A larger-than-life goal: Girls take to football in orthodox Mumbai suburb Mumbra
Encouraged by the non-governmental organisation Parcham, a group of young girls broke the communal norm in the small Mumbai suburb of Mumbra by forming a football team and playing regularly in the hope of claiming public spaces and the right to their own bodies.
Mumbra is the unlikely location of a heart-warming tale of sporting courage. Encouraged by the non-governmental organisation Parcham, a group of young girls broke the communal norm in the small Mumbai suburb by forming a football team and playing regularly in the hope of claiming public spaces and the right to their own bodies.

Mumbra is perceived as a deeply conservative community. Over the years it has picked up the informal tag of being a “Muslim ghetto”. The 2011 Census lists Mumbra’s population as 900,000, of lower and middle income status with an 80% Muslim majority.
Little bold step
For a girl to find new identity and play a sport in an open space is considered quite a bold statement but that is exactly what Saba Parveen and her friends did.

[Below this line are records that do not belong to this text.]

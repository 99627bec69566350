// Copyright (c) 2025 Jonathan Fontanez
// SPDX-License-Identifier: BUSL-1.1

use std::sync::Arc;

use super::{CaptureEventHandler, LensFacing};
use crate::core::error::Result;
use crate::core::handles::{
    CameraDeviceHandle, CameraId, CameraManagerHandle, CaptureRequestHandle, CaptureSessionHandle,
    ExternalImageHandle, ImageSurfaceHandle, NativeWindowHandle, OutputContainerHandle,
    OutputTargetHandle, SessionOutputHandle,
};

/// The OS camera subsystem, one call per native entry point.
///
/// Every `create_*`/`open_*`/`acquire_*` has exactly one matching release.
/// Handles never outlive the [`CaptureSession`](super::CaptureSession) that
/// acquired them; it calls each release once, in teardown order.
pub trait CameraPlatform: Send + Sync {
    /// Platform API level. Native capture needs at least
    /// [`CameraConfig::min_capture_api_level`](crate::CameraConfig).
    fn api_level(&self) -> u32;

    fn create_manager(&self) -> Result<CameraManagerHandle>;

    fn delete_manager(&self, manager: CameraManagerHandle) -> Result<()>;

    /// Camera ids in platform order.
    fn camera_ids(&self, manager: CameraManagerHandle) -> Result<Vec<CameraId>>;

    fn lens_facing(&self, manager: CameraManagerHandle, id: &CameraId) -> Result<LensFacing>;

    fn open_device(
        &self,
        manager: CameraManagerHandle,
        id: &CameraId,
        events: Arc<dyn CaptureEventHandler>,
    ) -> Result<CameraDeviceHandle>;

    fn close_device(&self, device: CameraDeviceHandle) -> Result<()>;

    /// Create the OS buffer queue whose images are latched into `image`.
    /// `queue_depth` counts every image, including the one kept bound.
    fn create_image_surface(
        &self,
        image: ExternalImageHandle,
        width: u32,
        height: u32,
        queue_depth: u32,
    ) -> Result<ImageSurfaceHandle>;

    fn release_image_surface(&self, surface: ImageSurfaceHandle) -> Result<()>;

    /// Take a reference on the surface's producer window.
    fn acquire_window(&self, surface: ImageSurfaceHandle) -> Result<NativeWindowHandle>;

    fn release_window(&self, window: NativeWindowHandle) -> Result<()>;

    /// Latch the newest queued image into the external image. Returns `false`
    /// when nothing new has arrived since the last call. Must run with the
    /// context owning the external image current.
    fn update_latest_image(&self, surface: ImageSurfaceHandle) -> Result<bool>;

    /// Request built from the preview template.
    fn create_preview_request(&self, device: CameraDeviceHandle) -> Result<CaptureRequestHandle>;

    fn free_request(&self, request: CaptureRequestHandle) -> Result<()>;

    fn create_session_output(&self, window: NativeWindowHandle) -> Result<SessionOutputHandle>;

    fn free_session_output(&self, output: SessionOutputHandle) -> Result<()>;

    fn create_output_container(&self) -> Result<OutputContainerHandle>;

    fn add_output(&self, container: OutputContainerHandle, output: SessionOutputHandle)
    -> Result<()>;

    fn free_output_container(&self, container: OutputContainerHandle) -> Result<()>;

    fn create_output_target(&self, window: NativeWindowHandle) -> Result<OutputTargetHandle>;

    fn add_target(&self, request: CaptureRequestHandle, target: OutputTargetHandle) -> Result<()>;

    fn free_output_target(&self, target: OutputTargetHandle) -> Result<()>;

    fn create_capture_session(
        &self,
        device: CameraDeviceHandle,
        outputs: OutputContainerHandle,
        events: Arc<dyn CaptureEventHandler>,
    ) -> Result<CaptureSessionHandle>;

    fn set_repeating_request(
        &self,
        session: CaptureSessionHandle,
        request: CaptureRequestHandle,
        events: Arc<dyn CaptureEventHandler>,
    ) -> Result<()>;

    fn stop_repeating(&self, session: CaptureSessionHandle) -> Result<()>;

    fn close_session(&self, session: CaptureSessionHandle) -> Result<()>;
}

Under Parcham’s guidance, Saba began playing football in 2012 and tried finding other friends to form a girls’ team. It took Parcham six months to assemble a team.
As Saba was quoted as saying on the Al Jazeera website, being a girl in Mumbra isn’t easy and getting permission just to spend time in public spaces can be difficult, let alone play a sport.
Now 25-years-old, Saba had begun her sporting tryst by playing cricket with neighbourhood boys on the street outside her home when she was a child. But her mother forbade her from doing that as she got older.
Sneaking out
When the opportunity to play football arose, Saba stepped onto the field without informing her family. She played for one-and-a-half years by sneaking her brother’s shirt into a bag every time she went for practice sessions on Sundays. It was only after the team won their first tournament that she worked up the courage to let her parents know.
For Saba’s teammate Sayyed Umay, permission was granted as long as she helped her mother with household chores like cooking and cleaning the house first. Jodha Anu Kunwar’s father refused to let her play, relenting only after her friends persuaded him.

But convincing their parents was not the only hurdle the girls faced. When they started playing, they would initially be harassed by the neighbourhood boys ranging from simple teasing to physical altercations. At first the boys would tease them saying, “Does she even have the strength to kick?”, but in one incident, a boy kicked a football straight at Saba’s face, hurting her eye.
Unfortunately, although the girls attempted to ignore the trouble, the boys would continue to harass them.
Fight for space
“When they didn’t get our attention, a group of boys decided to come and play in the same spot we occupied and left us no space on the field,” recalled Muskaan Sayed.
It took time for the girls to become comfortable but regular training increased their love for the sport and their confidence in themselves.
“The girls started to assert their right to occupy some space on the field. They spoke with and even argued with the boys and reclaimed their spot,” said Sabah Khan of NGO Parcham, also reiterating that arguing with the boys was something the girls would never have thought of doing earlier.
The team has grown from their early stages to now have 15 members who train for two hours every Sunday and partake in local tournaments. They have also organized and played friendly matches against boys’ teams.
New outlook
Furthermore, the girls have started encouraging others in the neighbourhood by coaching them in the sport. They conduct regular training sessions for 45 students and held a camp for 100 girls of a local school on International Women’s Day earlier this year.
Football has given the girls a new outlook and coaching has become a viable option for the girls with Saba hoping to make a career of it.
“I want to dedicate my life to coaching as many girls as possible,” she said.
The journey of the team and the NGO was captured in a short documentary titled Under the Open Sky, which highlights the challenges they faced and their current dedication to helping other girls in the neighbourhood.